Введение в христианство | страница 36
Очевидно, смысл текста состоит в том, чтобы утвердить в Израиле имя «Яхве» в качестве основного имени Бога, во-первых, путем скрепления его с историческим истоком израильского народа и с продолжением союза, во-вторых, предлагая его содержательное осмысление. Последнее осуществляется путем сведения непонятного слова «Яхве» к корню «хайа» — быть. Исходя из присутствующих здесь еврейских согласных, это возможно. Но соответствует ли это действительному происхождению имени Яхве? С филологической точки зрения — по меньшей мере сомнительно. Однако, как часто бывает в Ветхом Завете, речь идет о богословской, а не филологической этимологии. Дело не в том, чтобы исследовать начальный (с точки зрения истории языка) смысл, нужно здесь и сейчас (hic et nunc) его осмыслить. Этимология служит лишь средством утверждения смысла. Это прояснение имени «Яхве» словом «Бытие» (Я-есмь-сущий) дополняется еще одним пояснением. Говорится, что Яхве — Бог отцов, Бог Авраама, Исаака и Иакова. Это значит следующее: понимание «Яхве» должно быть расширено и углублено тем что наименованный так Бог отождествляется с Богом патриархов Израиля, которого на самом деле призывали под именем Эль и Элохим.
Попробуем выяснить, какой при этом возникает образ Бога. Прежде всего, что означает привлечение идеи бытия для истолкования Бога? Для Отцов Церкви, выросших в греческой философии, это казалось неожиданным и дерзким подтверждением их собственного философского прошлого, поскольку греческая философия видела свое главное открытие в том, что за всем множеством отдельных вещей, с которыми человек повседневно имеет дело, она усмотрела общую идею бытия, которую она считала также самым подходящим выражением божественного. Теперь же оказывалось, что и центральный текст Библии говорит о Боге точно то же. Разве это не должно было показаться ошеломляющим подтверждением единства веры и мышления? Отцы Церкви и в самом деле считали, что здесь открылось глубочайшее единство философии и веры, Платона и Моисея, греческого и библейского духа. Они ощущали тождество философских поисков и веры Израиля с такой полнотой, что полагали, будто Платон заимствовал свои идеи из Ветхого Завета. Таким образом, ядро платоновской философии косвенно возводилось к откровению — столь глубокое постижение не решались объяснить собственной силой человеческого духа.

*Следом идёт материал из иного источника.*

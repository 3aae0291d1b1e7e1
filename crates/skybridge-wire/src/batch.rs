//! Outbound batching bounded by the connection buffer size.

use bytes::{Bytes, BytesMut};

/// Result of packing frames into one send.
#[derive(Clone, Debug, PartialEq, Eq)]
pub struct Batch {
    /// Concatenated frames that fit.
    pub bytes: Bytes,
    /// Per input frame: `Some(len)` if packed, `None` if left out.
    pub accepted: Vec<Option<usize>>,
}

impl Batch {
    /// Number of frames packed.
    pub fn packed(&self) -> usize {
        self.accepted.iter().filter(|a| a.is_some()).count()
    }
}

/// Pack encoded frames in order while the running total stays below `limit`.
///
/// Packing stops at the first frame that does not fit; it and every later
/// frame are reported as `None`.
pub fn pack_batch<I>(frames: I, limit: usize) -> Batch
where
    I: IntoIterator<Item = Bytes>,
{
    let mut buf = BytesMut::new();
    let mut accepted = Vec::new();
    let mut full = false;

    for frame in frames {
        if !full && buf.len() + frame.len() < limit {
            accepted.push(Some(frame.len()));
            buf.extend_from_slice(&frame);
        } else {
            full = true;
            accepted.push(None);
        }
    }

    Batch {
        bytes: buf.freeze(),
        accepted,
    }
}

/// Cut `data` into packets of at most `packet_size` bytes.
pub fn split_packets(data: &Bytes, packet_size: usize) -> Vec<Bytes> {
    let packet_size = packet_size.max(1);
    (0..data.len())
        .step_by(packet_size)
        .map(|start| data.slice(start..(start + packet_size).min(data.len())))
        .collect()
}

/// Packet size derived from the TCP send buffer (one fifth of it).
pub fn packet_size_for(send_buffer: usize) -> usize {
    (send_buffer / 5).max(1)
}
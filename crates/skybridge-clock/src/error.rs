//! Error types for skybridge-clock.

use thiserror::Error;

/// Result type for clock operations.
pub type Result<T> = std::result::Result<T, ClockError>;

/// Errors that end the clock loop.
#[derive(Debug, Error)]
pub enum ClockError {
    /// The stepper channel closed; no further steps can be coordinated.
    #[error("stepper channel closed")]
    StepperClosed,

    /// Step arithmetic went negative. Always a bug.
    #[error("negative step {step} computed at t={now}")]
    NegativeStep { step: f64, now: f64 },

    /// The physical simulator failed to advance.
    #[error("physics stepper failed: {0}")]
    Physics(#[from] anyhow::Error),

    /// Rejected configuration value.
    #[error("invalid clock configuration: {0}")]
    InvalidConfig(String),
}
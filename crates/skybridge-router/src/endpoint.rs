//! Per-endpoint channels.

use bytes::Bytes;
use tokio::sync::{mpsc, Mutex};

use crate::flow::FlowId;
use crate::notice::Directive;

/// A fully received payload.
#[derive(Debug, Clone, PartialEq, Eq)]
pub struct Delivery {
    pub src: String,
    pub flow_id: FlowId,
    pub payload: Bytes,
}

/// Network-facing half of an endpoint, returned by `FlowRouter::register`.
///
/// Whoever talks to the network simulator for this endpoint drains
/// [`EndPoint::next_directive`] and forwards each directive's text.
#[derive(Debug)]
pub struct EndPoint {
    name: String,
    directives: mpsc::UnboundedReceiver<Directive>,
}

impl EndPoint {
    pub(crate) fn new(name: String, directives: mpsc::UnboundedReceiver<Directive>) -> Self {
        Self { name, directives }
    }

    pub fn name(&self) -> &str {
        &self.name
    }

    /// Next directive, or `None` once the router is gone.
    pub async fn next_directive(&mut self) -> Option<Directive> {
        self.directives.recv().await
    }

    /// Directive already queued, if any.
    pub fn try_next_directive(&mut self) -> Option<Directive> {
        self.directives.try_recv().ok()
    }

    /// Split off the receiver, e.g. to hand it to a bridge task.
    pub fn into_directives(self) -> mpsc::UnboundedReceiver<Directive> {
        self.directives
    }
}

/// Completed deliveries waiting for the application.
///
/// The receiver sits behind an async mutex so that a blocking `recv` holds it
/// across the await.
#[derive(Debug)]
pub(crate) struct Inbox {
    tx: mpsc::UnboundedSender<Delivery>,
    rx: Mutex<mpsc::UnboundedReceiver<Delivery>>,
}

impl Inbox {
    pub(crate) fn new() -> Self {
        let (tx, rx) = mpsc::unbounded_channel();
        Self {
            tx,
            rx: Mutex::new(rx),
        }
    }

    pub(crate) fn push(&self, delivery: Delivery) {
        // The inbox owns its receiver, so the channel cannot be closed here.
        let _ = self.tx.send(delivery);
    }

    pub(crate) fn receiver(&self) -> &Mutex<mpsc::UnboundedReceiver<Delivery>> {
        &self.rx
    }
}

/// Router-side state for one endpoint.
#[derive(Debug)]
pub(crate) struct Route {
    pub(crate) directives: mpsc::UnboundedSender<Directive>,
    pub(crate) inbox: std::sync::Arc<Inbox>,
}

Греческий текст Ветхого Завета, который имели в своем распоряжении Отцы, и в самом деле мог дать повод к представлению о таком тождестве Платона и Моисея, хотя зависимость была скорее обратной: именно переводчики еврейской Библии на греческий язык находились под влиянием греческой философской мысли, а потому читали и понимали текст сквозь ее призму; именно их должна была вдохновлять идея, что дух эллинов и вера Библии совпадают. Они перекидывали мост между библейским пониманием Бога и греческим мышлением уже тем, что в 14 стихе переводили «Я есмь тот, кто есмь» как «Я есмь Сущий». Имя еврейского Бога идентифицировалось здесь с философским понятием Бога. Соблазн, связанный с Именующим Себя Богом разрешался на просторе онтологического мышления, вера вступала в брак с онтологией. Ведь то, что библейский Бог имеет имя, для философского мышления является камнем преткновения.